Император Гуансюй пальцем о палец не ударил, чтобы продолжить реформы Цыси, и те постепенно заглохли. Он вернулся к древним методам управления империей: примитивному бюрократическому администрированию, сводящемуся к лаконичным резолюциям на рутинных отправлениях: «Донесение принято», «Поступайте как предлагаете», «Отправить в соответствующее ведомство». Его аудиенции были скучными и совсем непродолжительными. Всем было известно о том, что «в его речах звучит сомнение… говорит он медленно и с большим трудом формулирует свои мысли». Его голос на самом деле едва доносился до ушей слушателей, и при разговоре он запинался. Чтобы избавить его от трудов произнесения речей, чиновники советовали друг другу произносить монологи сразу же после первого вопроса императора и тем самым заполнять обязательные десять минут, отводимые для аудиенции. Императора по-прежнему волновала «тяжелая жизнь народа». Однажды, когда под напором паводка прорвало дамбу, воды хлынули на улицы Пекина и уже плескались у стен Запретного города, огорченный император обеспокоенно твердил о страданиях многочисленных подданных, оказавшихся в области подтопления. Но он по старинке только лишь открыл пункты распределения бесплатного риса и молился Небесам. Ему даже в голову не пришло, что решение проблем Поднебесной могло лежать на пути модернизации ее системы хозяйствования. Продолжался ввоз продовольствия, а также внешняя торговля, только вот страна, отмечали европейцы, вползла в «период оцепенения». В это время «предприимчивость проявляли одни только заморские купцы».

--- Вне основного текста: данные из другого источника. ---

//! Typed responses of the service facade.

use cts2_model::{
    Association, CodeSystemVersion, Directory, Entity, EntitySummary, MapCatalogEntry, MapEntry,
    MapVersion, ResolvedValueSetSummary, ServiceDescriptor, ValueSetCatalogEntry,
    ValueSetDefinition,
};
use serde::Serialize;

use crate::result::ResolvedValueSetResolution;

/// One response message per endpoint.
///
/// Serialised externally tagged, so a directory of code system versions
/// encodes as `{"CodeSystemVersionCatalogEntryDirectory": {...}}`.
#[derive(Debug, Clone, PartialEq, Serialize)]
#[allow(missing_docs)]
pub enum Cts2Response {
    BaseService(ServiceDescriptor),
    CodeSystemVersionCatalogEntryDirectory(Directory<CodeSystemVersion>),
    CodeSystemVersionCatalogEntryMsg(CodeSystemVersion),
    EntityDirectory(Directory<EntitySummary>),
    EntityDescriptionMsg(Entity),
    AssociationDirectory(Directory<Association>),
    ValueSetCatalogEntryDirectory(Directory<ValueSetCatalogEntry>),
    ValueSetCatalogEntryMsg(ValueSetCatalogEntry),
    ValueSetDefinitionMsg(ValueSetDefinition),
    IteratableResolvedValueSet(ResolvedValueSetResolution),
    ResolvedValueSetDirectory(Directory<ResolvedValueSetSummary>),
    MapVersionDirectory(Directory<MapVersion>),
    MapCatalogEntryMsg(MapCatalogEntry),
    MapVersionMsg(MapVersion),
    MapEntryDirectory(Directory<MapEntry>),
    MapEntryMsg(MapEntry),
}

impl Cts2Response {
    /// The message name used as the outer JSON key.
    pub fn message_name(&self) -> &'static str {
        match self {
            Cts2Response::BaseService(_) => "BaseService",
            Cts2Response::CodeSystemVersionCatalogEntryDirectory(_) => {
                "CodeSystemVersionCatalogEntryDirectory"
            }
            Cts2Response::CodeSystemVersionCatalogEntryMsg(_) => "CodeSystemVersionCatalogEntryMsg",
            Cts2Response::EntityDirectory(_) => "EntityDirectory",
            Cts2Response::EntityDescriptionMsg(_) => "EntityDescriptionMsg",
            Cts2Response::AssociationDirectory(_) => "AssociationDirectory",
            Cts2Response::ValueSetCatalogEntryDirectory(_) => "ValueSetCatalogEntryDirectory",
            Cts2Response::ValueSetCatalogEntryMsg(_) => "ValueSetCatalogEntryMsg",
            Cts2Response::ValueSetDefinitionMsg(_) => "ValueSetDefinitionMsg",
            Cts2Response::IteratableResolvedValueSet(_) => "IteratableResolvedValueSet",
            Cts2Response::ResolvedValueSetDirectory(_) => "ResolvedValueSetDirectory",
            Cts2Response::MapVersionDirectory(_) => "MapVersionDirectory",
            Cts2Response::MapCatalogEntryMsg(_) => "MapCatalogEntryMsg",
            Cts2Response::MapVersionMsg(_) => "MapVersionMsg",
            Cts2Response::MapEntryDirectory(_) => "MapEntryDirectory",
            Cts2Response::MapEntryMsg(_) => "MapEntryMsg",
        }
    }

    /// Entry count of a directory response; `None` for single messages.
    pub fn num_entries(&self) -> Option<usize> {
        match self {
            Cts2Response::CodeSystemVersionCatalogEntryDirectory(d) => Some(d.num_entries),
            Cts2Response::EntityDirectory(d) => Some(d.num_entries),
            Cts2Response::AssociationDirectory(d) => Some(d.num_entries),
            Cts2Response::ValueSetCatalogEntryDirectory(d) => Some(d.num_entries),
            Cts2Response::IteratableResolvedValueSet(r) => Some(r.members.num_entries),
            Cts2Response::ResolvedValueSetDirectory(d) => Some(d.num_entries),
            Cts2Response::MapVersionDirectory(d) => Some(d.num_entries),
            Cts2Response::MapEntryDirectory(d) => Some(d.num_entries),
            _ => None,
        }
    }

    /// Serialises the response to a JSON value.
    pub fn to_json(&self) -> serde_json::Value {
        serde_json::to_value(self).unwrap_or(serde_json::Value::Null)
    }
}
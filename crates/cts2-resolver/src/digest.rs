//! Content addressing of resolutions.
//!
//! A resolution is identified by the definition it evaluates and the exact
//! set of code system versions it was evaluated against. Both the resolved
//! value set URI and the membership digest are SHA-256 based, so the same
//! inputs always produce the same identifiers.

use std::collections::BTreeSet;
use std::fmt;

use cts2_model::digest::sha256_hex;
use serde::{Deserialize, Serialize};

/// Number of hex characters of the key hash used in resolution URIs.
pub const RESOLUTION_ID_LEN: usize = 16;

/// Identity of one resolution: `(value set, definition digest, version set)`.
///
/// Versions are held in a sorted set so that the order callers list them
/// in never changes the key.
#[derive(Debug, Clone, PartialEq, Eq, Hash, PartialOrd, Ord, Serialize, Deserialize)]
pub struct ResolutionKey {
    /// Value set name.
    pub value_set_name: String,
    /// Definition digest.
    pub digest: String,
    /// Code system version names the definition is evaluated against.
    pub versions: BTreeSet<String>,
}

impl ResolutionKey {
    /// Creates a key; duplicate version names collapse.
    pub fn new<I, S>(
        value_set_name: impl Into<String>,
        digest: impl Into<String>,
        versions: I,
    ) -> Self
    where
        I: IntoIterator<Item = S>,
        S: Into<String>,
    {
        Self {
            value_set_name: value_set_name.into(),
            digest: digest.into(),
            versions: versions.into_iter().map(Into::into).collect(),
        }
    }

    /// Short content hash of the key.
    pub fn fingerprint(&self) -> String {
        let parts = [self.value_set_name.as_str(), self.digest.as_str()]
            .into_iter()
            .chain(self.versions.iter().map(String::as_str));
        let mut hash = sha256_hex(parts);
        hash.truncate(RESOLUTION_ID_LEN);
        hash
    }

    /// The resolved value set URI under a definition's document URI.
    pub fn resolution_uri(&self, document_uri: &str) -> String {
        format!(
            "{}/resolution/{}",
            document_uri.trim_end_matches('/'),
            self.fingerprint()
        )
    }
}

impl fmt::Display for ResolutionKey {
    fn fmt(&self, f: &mut fmt::Formatter<'_>) -> fmt::Result {
        write!(f, "{}@{}", self.value_set_name, self.digest)?;
        if !self.versions.is_empty() {
            let versions: Vec<&str> = self.versions.iter().map(String::as_str).collect();
            write!(f, "[{}]", versions.join(","))?;
        }
        Ok(())
    }
}

/// Digest of a membership set: SHA-256 over the sorted member URIs.
pub fn membership_digest<'a, I>(member_uris: I) -> String
where
    I: IntoIterator<Item = &'a str>,
{
    let sorted: BTreeSet<&str> = member_uris.into_iter().collect();
    sha256_hex(sorted)
}
//! Manifest file for a resolution history.

use chrono::{DateTime, Utc};
use serde::{Deserialize, Serialize};
use std::fs::File;
use std::io::{BufReader, BufWriter};
use std::path::Path;

use crate::error::{ResolverError, ResolverResult};
use crate::result::ResolutionRecord;

/// Manifest file for a resolution history.
///
/// The manifest names the catalog snapshot the resolutions were computed
/// against and lists every record in recording order.
#[derive(Debug, Clone, PartialEq, Eq, Serialize, Deserialize)]
pub struct ResolutionManifest {
    /// Label of the catalog snapshot.
    pub snapshot_label: String,
    /// Timestamp when the manifest was exported.
    pub exported_at: DateTime<Utc>,
    /// Version of the exporting library.
    pub exporter_version: String,
    /// Recorded resolutions.
    pub resolutions: Vec<ResolutionRecord>,
}

impl ResolutionManifest {
    /// Creates a manifest stamped with the current time.
    pub fn new(snapshot_label: &str, resolutions: Vec<ResolutionRecord>) -> Self {
        Self {
            snapshot_label: snapshot_label.to_string(),
            exported_at: Utc::now(),
            exporter_version: env!("CARGO_PKG_VERSION").to_string(),
            resolutions,
        }
    }

    /// Returns the number of recorded resolutions.
    pub fn count(&self) -> usize {
        self.resolutions.len()
    }

    /// Returns the total number of members across all resolutions.
    pub fn total_members(&self) -> usize {
        self.resolutions.iter().map(|r| r.member_count).sum()
    }

    /// Finds a record by resolved value set URI.
    pub fn get_record(&self, uri: &str) -> Option<&ResolutionRecord> {
        self.resolutions.iter().find(|r| r.resolved_value_set_uri == uri)
    }

    /// Saves the manifest to a JSON file.
    pub fn save<P: AsRef<Path>>(&self, path: P) -> ResolverResult<()> {
        let path = path.as_ref();
        let file = File::create(path).map_err(|e| ResolverError::io_error(path, e))?;
        let writer = BufWriter::new(file);
        serde_json::to_writer_pretty(writer, self)
            .map_err(|e| ResolverError::Serialization(e.to_string()))?;
        Ok(())
    }

    /// Loads a manifest from a JSON file.
    pub fn load<P: AsRef<Path>>(path: P) -> ResolverResult<Self> {
        let path = path.as_ref();
        let file = File::open(path).map_err(|e| ResolverError::io_error(path, e))?;
        let reader = BufReader::new(file);
        let manifest: Self = serde_json::from_reader(reader)
            .map_err(|e| ResolverError::Deserialization(e.to_string()))?;
        Ok(manifest)
    }
}

impl std::fmt::Display for ResolutionManifest {
    fn fmt(&self, f: &mut std::fmt::Formatter<'_>) -> std::fmt::Result {
        writeln!(f, "Resolution Manifest")?;
        writeln!(f, "  Snapshot:        {}", self.snapshot_label)?;
        writeln!(f, "  Exported:        {}", self.exported_at)?;
        writeln!(f, "  Exporter:        {}", self.exporter_version)?;
        writeln!(f, "  Resolutions:     {}", self.count())?;
        writeln!(f, "  Total members:   {}", self.total_members())?;
        Ok(())
    }
}
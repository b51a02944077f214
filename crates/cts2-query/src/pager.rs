//! Directory pager.
//!
//! Turns an ordered result stream into a bounded [`Directory`]. The stream
//! is consumed lazily: only `offset + max_to_return + 1` items are pulled,
//! the extra one deciding between COMPLETE and PARTIAL.

use cts2_model::{CompleteDirectory, Directory, MaxToReturn, QueryParams};

use crate::config::QueryConfig;

/// A page window over an ordered stream.
#[derive(Debug, Clone, Copy, PartialEq, Eq)]
pub struct Pager {
    max_to_return: MaxToReturn,
    page: usize,
}

impl Default for Pager {
    fn default() -> Self {
        Self::new(MaxToReturn::default(), 0)
    }
}

impl Pager {
    /// Creates a pager for page `page` (zero-based) of size `max_to_return`.
    pub fn new(max_to_return: MaxToReturn, page: usize) -> Self {
        Self { max_to_return, page }
    }

    /// Creates a pager from request parameters, falling back to the
    /// configured default page size.
    pub fn from_params(params: &QueryParams, config: &QueryConfig) -> Self {
        Self::new(
            params.max_to_return.unwrap_or(config.default_max_to_return),
            params.page,
        )
    }

    /// Index of the first item of the window.
    pub fn offset(&self) -> usize {
        self.page.saturating_mul(self.max_to_return.get())
    }

    /// Builds the directory for this window.
    pub fn page<T, I>(&self, items: I) -> Directory<T>
    where
        I: IntoIterator<Item = T>,
    {
        let limit = self.max_to_return.get();
        let mut rest = items.into_iter().skip(self.offset());
        let entries: Vec<T> = rest.by_ref().take(limit).collect();
        let complete = if rest.next().is_some() {
            CompleteDirectory::Partial
        } else {
            CompleteDirectory::Complete
        };
        log::trace!(
            "paged {} entries at offset {} ({:?})",
            entries.len(),
            self.offset(),
            complete
        );
        Directory::new(entries, complete)
    }
}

Петиций с анализом возникшей деловой апатии в канцелярию императора не поступало. Традиционные надзиратели, столпившиеся у трона, готовы были громко протестовать по поводу отклонения от прецедента, монаршей расточительности или нарушения приличий, а также прочих посягательств на предписания конфуцианства, но не по поводу бездействия. С возвращением элиты в прежнюю рутину бытия ее представители полностью забыли о спорах вокруг политических мер, оживлявших двор Цыси. Великий князь Гун отошел от дел, но, даже если бы он оставался при власти, его нельзя отнести к личностям, способным сформулировать очередные задачи государства или подтолкнуть его к переменам. Великий князь Цюнь мог работать только под чьим-либо руководством, а сам руководить не умел. Вскоре его сразил тяжкий недуг, и он умер в первый день 1891 года. Боцзюэ Ли Хунчжан, которого многие европейцы считали «величайшим приверженцем модернизации Китая и крупнейшим государственным деятелем», без Цыси показал себя беспомощным человеком. Даже сохранив за собой все посты, он оказался повязанным по рукам и ногам: теперь императору диктовал его главный враг и политический противник – императорский наставник Вэн.